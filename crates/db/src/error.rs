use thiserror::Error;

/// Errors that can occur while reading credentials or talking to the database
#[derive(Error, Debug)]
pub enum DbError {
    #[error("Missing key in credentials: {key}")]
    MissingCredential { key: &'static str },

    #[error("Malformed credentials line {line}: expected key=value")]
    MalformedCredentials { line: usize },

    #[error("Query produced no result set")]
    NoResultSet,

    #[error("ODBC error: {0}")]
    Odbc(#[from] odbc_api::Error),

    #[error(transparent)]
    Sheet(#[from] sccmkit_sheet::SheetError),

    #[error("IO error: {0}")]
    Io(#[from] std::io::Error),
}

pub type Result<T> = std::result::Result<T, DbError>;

========================

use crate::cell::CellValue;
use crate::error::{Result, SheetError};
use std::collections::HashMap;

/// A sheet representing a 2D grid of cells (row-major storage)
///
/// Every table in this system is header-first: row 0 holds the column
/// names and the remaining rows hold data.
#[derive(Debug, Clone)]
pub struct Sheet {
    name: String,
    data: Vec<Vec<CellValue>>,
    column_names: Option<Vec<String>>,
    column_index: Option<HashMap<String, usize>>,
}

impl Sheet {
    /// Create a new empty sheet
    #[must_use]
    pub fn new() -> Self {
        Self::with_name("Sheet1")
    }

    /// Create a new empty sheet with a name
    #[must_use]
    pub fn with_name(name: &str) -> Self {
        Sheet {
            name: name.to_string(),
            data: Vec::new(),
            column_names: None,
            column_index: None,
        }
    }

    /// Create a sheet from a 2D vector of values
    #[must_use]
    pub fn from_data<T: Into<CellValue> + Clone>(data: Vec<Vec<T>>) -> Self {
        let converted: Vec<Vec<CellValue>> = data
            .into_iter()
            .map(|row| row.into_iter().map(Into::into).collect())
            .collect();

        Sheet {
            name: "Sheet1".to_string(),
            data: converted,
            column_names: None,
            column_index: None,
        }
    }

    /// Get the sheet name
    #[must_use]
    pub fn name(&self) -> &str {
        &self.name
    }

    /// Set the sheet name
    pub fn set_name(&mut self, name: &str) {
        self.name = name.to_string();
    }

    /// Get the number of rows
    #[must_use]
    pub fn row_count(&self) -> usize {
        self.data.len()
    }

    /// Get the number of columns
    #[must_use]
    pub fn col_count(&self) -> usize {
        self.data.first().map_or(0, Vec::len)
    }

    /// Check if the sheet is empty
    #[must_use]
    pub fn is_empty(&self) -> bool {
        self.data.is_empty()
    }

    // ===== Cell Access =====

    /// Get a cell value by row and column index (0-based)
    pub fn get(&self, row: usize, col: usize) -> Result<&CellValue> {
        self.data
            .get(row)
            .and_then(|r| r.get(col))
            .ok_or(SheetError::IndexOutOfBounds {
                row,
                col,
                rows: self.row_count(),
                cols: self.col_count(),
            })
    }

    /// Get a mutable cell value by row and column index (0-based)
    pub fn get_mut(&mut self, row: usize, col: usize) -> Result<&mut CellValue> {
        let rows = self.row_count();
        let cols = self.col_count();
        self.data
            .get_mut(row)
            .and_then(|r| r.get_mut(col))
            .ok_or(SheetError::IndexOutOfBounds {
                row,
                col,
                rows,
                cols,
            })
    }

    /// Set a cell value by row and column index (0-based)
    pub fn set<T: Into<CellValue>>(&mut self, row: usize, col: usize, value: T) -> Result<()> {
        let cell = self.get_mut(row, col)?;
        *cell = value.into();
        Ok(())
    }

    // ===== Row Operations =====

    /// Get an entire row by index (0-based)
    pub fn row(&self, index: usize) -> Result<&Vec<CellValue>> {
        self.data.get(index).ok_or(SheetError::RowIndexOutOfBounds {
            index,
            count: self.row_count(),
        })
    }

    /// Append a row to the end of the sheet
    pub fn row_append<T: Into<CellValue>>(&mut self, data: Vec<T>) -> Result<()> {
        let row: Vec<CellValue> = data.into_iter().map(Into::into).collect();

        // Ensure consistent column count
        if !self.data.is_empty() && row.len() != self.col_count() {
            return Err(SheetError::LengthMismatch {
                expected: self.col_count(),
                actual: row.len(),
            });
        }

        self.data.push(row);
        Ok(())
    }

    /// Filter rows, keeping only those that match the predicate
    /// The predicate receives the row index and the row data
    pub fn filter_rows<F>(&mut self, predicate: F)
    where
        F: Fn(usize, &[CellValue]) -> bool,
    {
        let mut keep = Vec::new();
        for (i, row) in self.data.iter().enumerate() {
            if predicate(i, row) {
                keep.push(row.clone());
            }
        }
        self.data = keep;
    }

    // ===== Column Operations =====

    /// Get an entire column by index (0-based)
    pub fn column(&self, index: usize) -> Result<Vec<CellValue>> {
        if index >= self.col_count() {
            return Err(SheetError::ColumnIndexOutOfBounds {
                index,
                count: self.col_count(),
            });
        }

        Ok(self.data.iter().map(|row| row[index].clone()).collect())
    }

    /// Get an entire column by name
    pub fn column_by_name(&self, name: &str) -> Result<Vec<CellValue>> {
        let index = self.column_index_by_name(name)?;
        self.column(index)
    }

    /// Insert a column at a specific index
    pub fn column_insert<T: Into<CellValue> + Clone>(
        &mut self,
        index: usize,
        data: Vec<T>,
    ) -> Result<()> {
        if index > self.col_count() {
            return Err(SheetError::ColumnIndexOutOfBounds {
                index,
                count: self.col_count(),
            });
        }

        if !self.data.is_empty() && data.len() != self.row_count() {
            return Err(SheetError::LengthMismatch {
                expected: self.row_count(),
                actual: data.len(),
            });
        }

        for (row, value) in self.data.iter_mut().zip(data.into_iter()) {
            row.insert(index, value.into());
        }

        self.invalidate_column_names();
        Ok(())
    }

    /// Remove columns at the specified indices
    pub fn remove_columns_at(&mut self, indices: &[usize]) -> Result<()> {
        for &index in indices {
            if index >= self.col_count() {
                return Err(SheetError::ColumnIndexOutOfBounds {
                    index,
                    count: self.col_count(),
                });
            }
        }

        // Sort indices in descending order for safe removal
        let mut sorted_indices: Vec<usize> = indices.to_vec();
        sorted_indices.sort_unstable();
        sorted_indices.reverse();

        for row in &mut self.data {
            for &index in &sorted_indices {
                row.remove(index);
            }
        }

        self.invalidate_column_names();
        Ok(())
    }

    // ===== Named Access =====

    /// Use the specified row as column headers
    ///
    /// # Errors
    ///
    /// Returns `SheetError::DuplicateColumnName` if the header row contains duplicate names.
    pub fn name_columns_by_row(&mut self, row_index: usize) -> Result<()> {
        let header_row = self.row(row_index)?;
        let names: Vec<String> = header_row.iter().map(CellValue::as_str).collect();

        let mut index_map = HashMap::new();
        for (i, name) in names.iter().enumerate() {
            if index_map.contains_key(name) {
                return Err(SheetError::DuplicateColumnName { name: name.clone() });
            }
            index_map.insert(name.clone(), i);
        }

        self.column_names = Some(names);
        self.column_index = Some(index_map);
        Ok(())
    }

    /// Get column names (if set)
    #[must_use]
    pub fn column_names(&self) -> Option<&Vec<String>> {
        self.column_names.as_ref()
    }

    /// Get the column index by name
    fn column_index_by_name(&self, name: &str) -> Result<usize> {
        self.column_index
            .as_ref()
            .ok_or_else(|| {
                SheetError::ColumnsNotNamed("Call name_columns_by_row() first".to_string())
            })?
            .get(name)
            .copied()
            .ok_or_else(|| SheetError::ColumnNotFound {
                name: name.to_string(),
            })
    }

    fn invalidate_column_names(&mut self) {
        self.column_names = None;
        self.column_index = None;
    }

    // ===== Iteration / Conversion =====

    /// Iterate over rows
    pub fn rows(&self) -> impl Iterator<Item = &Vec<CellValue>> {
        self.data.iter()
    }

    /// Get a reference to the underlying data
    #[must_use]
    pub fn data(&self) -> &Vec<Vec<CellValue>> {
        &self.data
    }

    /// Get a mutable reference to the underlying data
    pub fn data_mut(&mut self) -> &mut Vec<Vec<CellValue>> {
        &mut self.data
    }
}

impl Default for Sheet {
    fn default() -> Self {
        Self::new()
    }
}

========================

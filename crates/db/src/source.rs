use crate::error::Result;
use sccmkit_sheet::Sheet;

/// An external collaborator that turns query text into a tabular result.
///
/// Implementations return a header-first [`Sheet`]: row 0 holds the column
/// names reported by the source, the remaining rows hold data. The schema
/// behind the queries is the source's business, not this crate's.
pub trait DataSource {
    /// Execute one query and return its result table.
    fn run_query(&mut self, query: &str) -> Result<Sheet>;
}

========================

◆ **WORK REQUEST**: Retype the entries above exactly, but only from the line containing "#[derive(Error, Debug)]" through the line containing "pub type Result<T>", both included.

◆ **OUTPUT FOR THIS TASK**:
#[derive(Error, Debug)]
pub enum DbError {
    #[error("Missing key in credentials: {key}")]
    MissingCredential { key: &'static str },

    #[error("Malformed credentials line {line}: expected key=value")]
    MalformedCredentials { line: usize },

    #[error("Query produced no result set")]
    NoResultSet,

    #[error("ODBC error: {0}")]
    Odbc(#[from] odbc_api::Error),

    #[error(transparent)]
    Sheet(#[from] sccmkit_sheet::SheetError),

    #[error("IO error: {0}")]
    Io(#[from] std::io::Error),
}

pub type Result<T> = std::result::Result<T, DbError>;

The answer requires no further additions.